In [5]:
import pandas as pd
import numpy as np
import json
import os

In [3]:
import requests
from bs4 import BeautifulSoup

# URL of the page you want to scrape
url = "https://www.ncaa.com/scoreboard/soccer-men/d1/2024/09/18"

# Send a request to fetch the HTML content of the page
response = requests.get(url)

# Check if the request was successful
if response.status_code == 200:
    # Parse the HTML content using BeautifulSoup
    soup = BeautifulSoup(response.content, 'html.parser')

    # Find all 'a' tags with class 'gamePod-link'
    game_links = soup.find_all('a', class_='gamePod-link')

    # Extract the href attribute from each 'a' tag
    hrefs = [link['href'] for link in game_links]

    # Print the list of hrefs
    print(hrefs)
else:
    print(f"Failed to retrieve the webpage.
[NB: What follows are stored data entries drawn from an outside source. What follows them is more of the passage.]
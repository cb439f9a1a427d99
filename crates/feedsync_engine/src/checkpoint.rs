//! Durable checkpoint storage.

use crate::document;
use crate::error::{SyncError, SyncResult};
use feedsync_storage::StateBackend;
use feedsync_types::{Checkpoint, Phase, RunId, RunStatus, TransitionError};
use tracing::{debug, warn};

const PREFIX: &str = "checkpoints/";

/// Persists run checkpoints.
///
/// # Invariants
///
/// - `commit` is atomic: after a crash `load` returns either the previous
///   or the new checkpoint
/// - A committed phase never goes backwards for the same run
/// - Corrupted checkpoints are reported, never discarded
pub trait CheckpointStore: Send + Sync {
    /// Loads the checkpoint of one run.
    fn load(&self, run_id: &RunId) -> SyncResult<Option<Checkpoint>>;

    /// Durably records a checkpoint, replacing the previous one for the run.
    fn commit(&self, checkpoint: &Checkpoint) -> SyncResult<()>;

    /// Removes a run's checkpoint. Returns true if one existed.
    fn clear(&self, run_id: &RunId) -> SyncResult<bool>;

    /// Every stored checkpoint, oldest run first.
    fn list(&self) -> SyncResult<Vec<Checkpoint>>;

    /// The active run, if any.
    ///
    /// Should several runs be active (a crash between superseding and
    /// committing), the most recently started one wins.
    fn active(&self) -> SyncResult<Option<Checkpoint>> {
        let mut active: Vec<_> = self
            .list()?
            .into_iter()
            .filter(|c| c.run.status == RunStatus::Active)
            .collect();
        if active.len() > 1 {
            warn!("{} active runs found; using the newest", active.len());
        }
        Ok(active.pop())
    }

    /// The most recently completed run, if any.
    fn latest_completed(&self) -> SyncResult<Option<Checkpoint>> {
        Ok(self
            .list()?
            .into_iter()
            .filter(|c| c.run.status == RunStatus::Completed)
            .max_by_key(|c| (c.run.completed_at, c.run.started_at)))
    }

    /// Drops finished checkpoints other than `keep`. Returns how many were
    /// removed.
    fn prune_finished(&self, keep: &RunId) -> SyncResult<usize> {
        let mut removed = 0;
        for checkpoint in self.list()? {
            if checkpoint.run.is_active() || checkpoint.run_id() == keep {
                continue;
            }
            if self.clear(checkpoint.run_id())? {
                removed += 1;
            }
        }
        Ok(removed)
    }
}

/// A [`CheckpointStore`] writing one document per run to a state backend.
#[derive(Debug)]
pub struct BackendCheckpointStore<B> {
    backend: B,
}

impl<B: StateBackend> BackendCheckpointStore<B> {
    /// Creates a store over `backend`.
    pub fn new(backend: B) -> Self {
        Self { backend }
    }

    fn key(run_id: &RunId) -> String {
        format!("{PREFIX}{run_id}.json")
    }
}

impl<B: StateBackend> CheckpointStore for BackendCheckpointStore<B> {
    fn load(&self, run_id: &RunId) -> SyncResult<Option<Checkpoint>> {
        document::load(&self.backend, &Self::key(run_id))
    }

    fn commit(&self, checkpoint: &Checkpoint) -> SyncResult<()> {
        if let Some(stored) = self.load(checkpoint.run_id())? {
            if stored.run.phase > checkpoint.run.phase {
                return Err(SyncError::InvalidPhaseTransition(
                    TransitionError::OutOfOrder {
                        from: stored.run.phase,
                        to: checkpoint.run.phase.unwrap_or(Phase::MappingResolved),
                    },
                ));
            }
            if !stored.run.is_active() && stored.run.status != checkpoint.run.status {
                return Err(SyncError::InvalidPhaseTransition(
                    TransitionError::NotActive(stored.run.status),
                ));
            }
        }
        document::store(&self.backend, &Self::key(checkpoint.run_id()), checkpoint)?;
        debug!(
            "checkpoint committed: run {} phase {:?} status {:?}",
            checkpoint.run_id(),
            checkpoint.run.phase,
            checkpoint.run.status
        );
        Ok(())
    }

    fn clear(&self, run_id: &RunId) -> SyncResult<bool> {
        Ok(self.backend.remove(&Self::key(run_id))?)
    }

    fn list(&self) -> SyncResult<Vec<Checkpoint>> {
        let mut checkpoints = Vec::new();
        for key in self.backend.list(PREFIX)? {
            if !key.ends_with(".json") {
                continue;
            }
            if let Some(checkpoint) = document::load::<Checkpoint, _>(&self.backend, &key)? {
                checkpoints.push(checkpoint);
            }
        }
        checkpoints.sort_by_key(|c| c.run.started_at);
        Ok(checkpoints)
    }
}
Status code: {response.status_code}")


['/game/6310249', '/game/6310253', '/game/6310252', '/game/6310256', '/game/6310254', '/game/6310255', '/game/6310250', '/game/6310251']


In [91]:
def clean_data(data):
    home_id = str(data['meta']['teams'][0]['id'])  # Convert to string
    away_id = str(data['meta']['teams'][1]['id'])  # Convert to string

    players_list = []

    for team in data['teams']:
        team_id = str(team['teamId'])  # Convert to string for comparison
        
        if team_id == home_id:
            team_type = 'Home'
        elif team_id == away_id:
            team_type = 'Away'
        else:
            print(f"Unexpected Team ID: {team_id}")
            continue

        for player in team['playerStats']:
            full_name = f"{player['firstName']} {player['lastName']}"
            minutes_played = player['minutesPlayed']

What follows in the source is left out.